How to complete this task —
Every line below that holds the string "saturation" should be copied out.
=== Input for this task ===
/// CSS Color 4 named colors as 0xRRGGBB.
const NAMED_COLOR_TABLE: &[(&str, u32)] = &[
    ("aliceblue", 0xf0f8ff),
    ("antiquewhite", 0xfaebd7),
    ("aqua", 0x00ffff),
    ("aquamarine", 0x7fffd4),
    ("azure", 0xf0ffff),
    ("beige", 0xf5f5dc),
    ("bisque", 0xffe4c4),
    ("black", 0x000000),
    ("blanchedalmond", 0xffebcd),
    ("blue", 0x0000ff),
    ("blueviolet", 0x8a2be2),
    ("brown", 0xa52a2a),
    ("burlywood", 0xdeb887),
    ("cadetblue", 0x5f9ea0),
    ("chartreuse", 0x7fff00),
    ("chocolate", 0xd2691e),
    ("coral", 0xff7f50),
    ("cornflowerblue", 0x6495ed),
    ("cornsilk", 0xfff8dc),
    ("crimson", 0xdc143c),
    ("cyan", 0x00ffff),
    ("darkblue", 0x00008b),
    ("darkcyan", 0x008b8b),
    ("darkgoldenrod", 0xb8860b),
    ("darkgray", 0xa9a9a9),
    ("darkgreen", 0x006400),
    ("darkgrey", 0xa9a9a9),
    ("darkkhaki", 0xbdb76b),
    ("darkmagenta", 0x8b008b),
    ("darkolivegreen", 0x556b2f),
    ("darkorange", 0xff8c00),
    ("darkorchid", 0x9932cc),
    ("darkred", 0x8b0000),
    ("darksalmon", 0xe9967a),
    ("darkseagreen", 0x8fbc8f),
    ("darkslateblue", 0x483d8b),
    ("darkslategray", 0x2f4f4f),
    ("darkslategrey", 0x2f4f4f),
    ("darkturquoise", 0x00ced1),
    ("darkviolet", 0x9400d3),
    ("deeppink", 0xff1493),
    ("deepskyblue", 0x00bfff),
    ("dimgray", 0x696969),
    ("dimgrey", 0x696969),
    ("dodgerblue", 0x1e90ff),
    ("firebrick", 0xb22222),
    ("floralwhite", 0xfffaf0),
    ("forestgreen", 0x228b22),
    ("fuchsia", 0xff00ff),
    ("gainsboro", 0xdcdcdc),
    ("ghostwhite", 0xf8f8ff),
    ("gold", 0xffd700),
    ("goldenrod", 0xdaa520),
    ("gray", 0x808080),
    ("green", 0x008000),
    ("greenyellow", 0xadff2f),
    ("grey", 0x808080),
    ("honeydew", 0xf0fff0),
    ("hotpink", 0xff69b4),
    ("indianred", 0xcd5c5c),
    ("indigo", 0x4b0082),
    ("ivory", 0xfffff0),
    ("khaki", 0xf0e68c),
    ("lavender", 0xe6e6fa),
    ("lavenderblush", 0xfff0f5),
    ("lawngreen", 0x7cfc00),
    ("lemonchiffon", 0xfffacd),
    ("lightblue", 0xadd8e6),
    ("lightcoral", 0xf08080),
    ("lightcyan", 0xe0ffff),
    ("lightgoldenrodyellow", 0xfafad2),
    ("lightgray", 0xd3d3d3),
    ("lightgreen", 0x90ee90),
    ("lightgrey", 0xd3d3d3),
    ("lightpink", 0xffb6c1),
    ("lightsalmon", 0xffa07a),
    ("lightseagreen", 0x20b2aa),
    ("lightskyblue", 0x87cefa),
    ("lightslategray", 0x778899),
    ("lightslategrey", 0x778899),
    ("lightsteelblue", 0xb0c4de),
    ("lightyellow", 0xffffe0),
    ("lime", 0x00ff00),
    ("limegreen", 0x32cd32),
    ("linen", 0xfaf0e6),
    ("magenta", 0xff00ff),
    ("maroon", 0x800000),
    ("mediumaquamarine", 0x66cdaa),
    ("mediumblue", 0x0000cd),
    ("mediumorchid", 0xba55d3),
    ("mediumpurple", 0x9370db),
    ("mediumseagreen", 0x3cb371),
    ("mediumslateblue", 0x7b68ee),
    ("mediumspringgreen", 0x00fa9a),
    ("mediumturquoise", 0x48d1cc),
    ("mediumvioletred", 0xc71585),
    ("midnightblue", 0x191970),
    ("mintcream", 0xf5fffa),
    ("mistyrose", 0xffe4e1),
    ("moccasin", 0xffe4b5),
    ("navajowhite", 0xffdead),
    ("navy", 0x000080),
    ("oldlace", 0xfdf5e6),
    ("olive", 0x808000),
    ("olivedrab", 0x6b8e23),
    ("orange", 0xffa500),
    ("orangered", 0xff4500),
    ("orchid", 0xda70d6),
    ("palegoldenrod", 0xeee8aa),
    ("palegreen", 0x98fb98),
    ("paleturquoise", 0xafeeee),
    ("palevioletred", 0xdb7093),
    ("papayawhip", 0xffefd5),
    ("peachpuff", 0xffdab9),
    ("peru", 0xcd853f),
    ("pink", 0xffc0cb),
    ("plum", 0xdda0dd),
    ("powderblue", 0xb0e0e6),
    ("purple", 0x800080),
    ("rebeccapurple", 0x663399),
    ("red", 0xff0000),
    ("rosybrown", 0xbc8f8f),
    ("royalblue", 0x4169e1),
    ("saddlebrown", 0x8b4513),
    ("salmon", 0xfa8072),
    ("sandybrown", 0xf4a460),
    ("seagreen", 0x2e8b57),
    ("seashell", 0xfff5ee),
    ("sienna", 0xa0522d),
    ("silver", 0xc0c0c0),
    ("skyblue", 0x87ceeb),
    ("slateblue", 0x6a5acd),
    ("slategray", 0x708090),
    ("slategrey", 0x708090),
    ("snow", 0xfffafa),
    ("springgreen", 0x00ff7f),
    ("steelblue", 0x4682b4),
    ("tan", 0xd2b48c),
    ("teal", 0x008080),
    ("thistle", 0xd8bfd8),
    ("tomato", 0xff6347),
    ("turquoise", 0x40e0d0),
    ("violet", 0xee82ee),
    ("wheat", 0xf5deb3),
    ("white", 0xffffff),
    ("whitesmoke", 0xf5f5f5),
    ("yellow", 0xffff00),
    ("yellowgreen", 0x9acd32),
];

lazy_static! {
    static ref NAMED_COLORS: HashMap<&'static str, u32> = NAMED_COLOR_TABLE.iter().copied().collect();
}

#[derive(Debug, Clone, Copy, Serialize, Deserialize, PartialEq, Eq, Default)]
#[serde(rename_all = "lowercase")]
pub enum ColorFormat {
    /// `#rrggbb`, or `#rrggbbaa` when translucent.
    #[default]
    Hex,
    /// `rgb(r,g,b)`, or `rgba(r,g,b,a)` when translucent.
    Rgba,
}

#[derive(Debug, Clone, Copy, Serialize, Deserialize, PartialEq)]
pub struct Rgba {
    pub red: u8,
    pub green: u8,
    pub blue: u8,
    pub alpha: f32,
}

fn arity_error(call: &FunctionCall, expected: &str) -> CompilerError {
    CompilerError::detached(
        ERR_COLOR_ARGUMENTS,
        &format!(
            "{}() takes {} arguments, got {} in \"{}\"",
            call.name,
            expected,
            call.args.len(),
            call.to_css()
        ),
    )
}

fn kind_error(call: &FunctionCall, arg: &ArbitraryValue, expected: &str) -> CompilerError {
    CompilerError::detached(
        ERR_COLOR_ARGUMENTS,
        &format!(
            "{}() argument \"{}\" must be {}",
            call.name,
            arg.to_css(),
            expected
        ),
    )
}

fn range_error(call: &FunctionCall, what: &str, got: f64, range: &str) -> CompilerError {
    CompilerError::detached(
        ERR_COLOR_RANGE,
        &format!(
            "{} {} out of range {} in \"{}\"",
            what,
            got,
            range,
            call.to_css()
        ),
    )
}

fn rgb_channel(call: &FunctionCall, arg: &ArbitraryValue) -> Result<u8, CompilerError> {
    match arg {
        ArbitraryValue::Number(n) => {
            if !(0.0..=255.0).contains(n) {
                return Err(range_error(call, "channel", *n, "0-255"));
            }
            Ok(n.round() as u8)
        }
        ArbitraryValue::Percentage(p) => {
            if !(0.0..=100.0).contains(p) {
                return Err(range_error(call, "channel", *p, "0%-100%"));
            }
            Ok((p * 2.55).round() as u8)
        }
        other => Err(kind_error(call, other, "a number or percentage")),
    }
}

fn alpha_channel(call: &FunctionCall, arg: &ArbitraryValue) -> Result<f32, CompilerError> {
    match arg {
        ArbitraryValue::Number(n) => {
            if !(0.0..=1.0).contains(n) {
                return Err(range_error(call, "alpha", *n, "0-1"));
            }
            Ok(*n as f32)
        }
        ArbitraryValue::Percentage(p) => {
            if !(0.0..=100.0).contains(p) {
                return Err(range_error(call, "alpha", *p, "0%-100%"));
            }
            Ok((*p / 100.0) as f32)
        }
        other => Err(kind_error(call, other, "a number or percentage")),
    }
}

fn hue_degrees(call: &FunctionCall, arg: &ArbitraryValue) -> Result<f64, CompilerError> {
    match arg {
        ArbitraryValue::Number(n) => Ok(*n),
        ArbitraryValue::Dimension { value, unit } => match unit.as_str() {
            "deg" => Ok(*value),
            "turn" => Ok(value * 360.0),
            "rad" => Ok(value.to_degrees()),
            "grad" => Ok(value * 0.9),
            _ => Err(kind_error(call, arg, "an angle")),
        },
        other => Err(kind_error(call, other, "an angle")),
    }
}

fn unit_percentage(call: &FunctionCall, arg: &ArbitraryValue, what: &str) -> Result<f64, CompilerError> {
    match arg {
        ArbitraryValue::Percentage(p) => {
            if !(0.0..=100.0).contains(p) {
                return Err(range_error(call, what, *p, "0%-100%"));
            }
            Ok(p / 100.0)
        }
        other => Err(kind_error(call, other, "a percentage")),
    }
}

fn hsl_to_rgb(hue: f64, saturation: f64, lightness: f64) -> (u8, u8, u8) {
    let h = hue.rem_euclid(360.0) / 360.0;
    let q = if lightness < 0.5 {
        lightness * (1.0 + saturation)
    } else {
        lightness + saturation - lightness * saturation
    };
    let p = 2.0 * lightness - q;

    let channel = |mut t: f64| {
        if t < 0.0 {
            t += 1.0;
        }
        if t > 1.0 {
            t -= 1.0;
        }
        let v = if t < 1.0 / 6.0 {
            p + (q - p) * 6.0 * t
        } else if t < 0.5 {
            q
        } else if t < 2.0 / 3.0 {
            p + (q - p) * (2.0 / 3.0 - t) * 6.0
        } else {
            p
        };
        (v * 255.0).round() as u8
    };

    (channel(h + 1.0 / 3.0), channel(h), channel(h - 1.0 / 3.0))
}

impl Rgba {
    pub fn is_opaque(&self) -> bool {
        self.alpha >= 1.0
    }

    pub fn from_function(call: &FunctionCall) -> Result<Rgba, CompilerError> {
        match call.name.to_ascii_lowercase().as_str() {
            "rgb" | "rgba" => {
                if call.args.len() != 3 && call.args.len() != 4 {
                    return Err(arity_error(call, "3 or 4"));
                }
                let alpha = match call.args.get(3) {
                    Some(arg) => alpha_channel(call, arg)?,
                    None => 1.0,
                };
                Ok(Rgba {
                    red: rgb_channel(call, &call.args[0])?,
                    green: rgb_channel(call, &call.args[1])?,
                    blue: rgb_channel(call, &call.args[2])?,
                    alpha,
                })
            }
            "hsl" | "hsla" => {
                if call.args.len() != 3 && call.args.len() != 4 {
                    return Err(arity_error(call, "3 or 4"));
                }
                let hue = hue_degrees(call, &call.args[0])?;
                let saturation = unit_percentage(call, &call.args[1], "saturation")?;
                let lightness = unit_percentage(call, &call.args[2], "lightness")?;
                let alpha = match call.args.get(3) {
                    Some(arg) => alpha_channel(call, arg)?,
                    None => 1.0,
                };
                let (red, green, blue) = hsl_to_rgb(hue, saturation, lightness);
                Ok(Rgba { red, green, blue, alpha })
            }
            other => Err(CompilerError::detached(
                ERR_COLOR_ARGUMENTS,
                &format!("{}() is not a supported color function", other),
            )),
        }
    }

    pub fn from_hex(hex: &str) -> Result<Rgba, CompilerError> {
        let digits = hex.trim_start_matches('#');
        let invalid = || {
            CompilerError::detached(
                ERR_COLOR_ARGUMENTS,
                &format!("\"{}\" is not a 3, 4, 6 or 8 digit hex color", hex),
            )
        };
        if !digits.chars().all(|c| c.is_ascii_hexdigit()) {
            return Err(invalid());
        }

        let expanded: String = match digits.len() {
            3 | 4 => digits.chars().flat_map(|c| [c, c]).collect(),
            6 | 8 => digits.to_string(),
            _ => return Err(invalid()),
        };
        let byte = |i: usize| u8::from_str_radix(&expanded[i..i + 2], 16).map_err(|_| invalid());

        let alpha = if expanded.len() == 8 {
            byte(6)? as f32 / 255.0
        } else {
            1.0
        };
        Ok(Rgba {
            red: byte(0)?,
            green: byte(2)?,
            blue: byte(4)?,
            alpha,
        })
    }

    pub fn from_keyword(keyword: &str) -> Option<Rgba> {
        let lower = keyword.to_ascii_lowercase();
        if lower == "transparent" {
            return Some(Rgba { red: 0, green: 0, blue: 0, alpha: 0.0 });
        }
        NAMED_COLORS.get(lower.as_str()).map(|rgb| Rgba {
            red: (rgb >> 16) as u8,
            green: (rgb >> 8) as u8,
            blue: *rgb as u8,
            alpha: 1.0,
        })
    }

    /// `None` when the value is not color-shaped at all.
    pub fn from_value(value: &ArbitraryValue) -> Option<Result<Rgba, CompilerError>> {
        match value {
            ArbitraryValue::Function(call) if call.is_color() => Some(Rgba::from_function(call)),
            ArbitraryValue::Hex(hex) => Some(Rgba::from_hex(hex)),
            ArbitraryValue::Keyword(keyword) => Rgba::from_keyword(keyword).map(Ok),
            _ => None,
        }
    }

    /// Validates every color in `value`, including colors inside lists and
    /// the arguments of other functions.
    pub fn check_all(value: &ArbitraryValue) -> Result<(), CompilerError> {
        if let Some(Err(e)) = Rgba::from_value(value) {
            return Err(e);
        }
        match value {
            ArbitraryValue::List(items) => items.iter().try_for_each(Rgba::check_all),
            ArbitraryValue::Function(call) if !call.is_color() => {
                call.args.iter().try_for_each(Rgba::check_all)
            }
            _ => Ok(()),
        }
    }

    pub fn to_hex(&self) -> String {
        if self.is_opaque() {
            format!("#{:02x}{:02x}{:02x}", self.red, self.green, self.blue)
        } else {
            let alpha = (self.alpha * 255.0).round() as u8;
            format!(
                "#{:02x}{:02x}{:02x}{:02x}",
                self.red, self.green, self.blue, alpha
            )
        }
    }

    pub fn to_css(&self) -> String {
        if self.is_opaque() {
            format!("rgb({},{},{})", self.red, self.green, self.blue)
        } else {
            format!("rgba({},{},{},{})", self.red, self.green, self.blue, self.alpha)
        }
    }

    pub fn format(&self, format: ColorFormat) -> String {
        match format {
            ColorFormat::Hex => self.to_hex(),
            ColorFormat::Rgba => self.to_css(),
        }
    }
}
===
Result —
fn hsl_to_rgb(hue: f64, saturation: f64, lightness: f64) -> (u8, u8, u8) {
        lightness * (1.0 + saturation)
        lightness + saturation - lightness * saturation
                let saturation = unit_percentage(call, &call.args[1], "saturation")?;
                let (red, green, blue) = hsl_to_rgb(hue, saturation, lightness);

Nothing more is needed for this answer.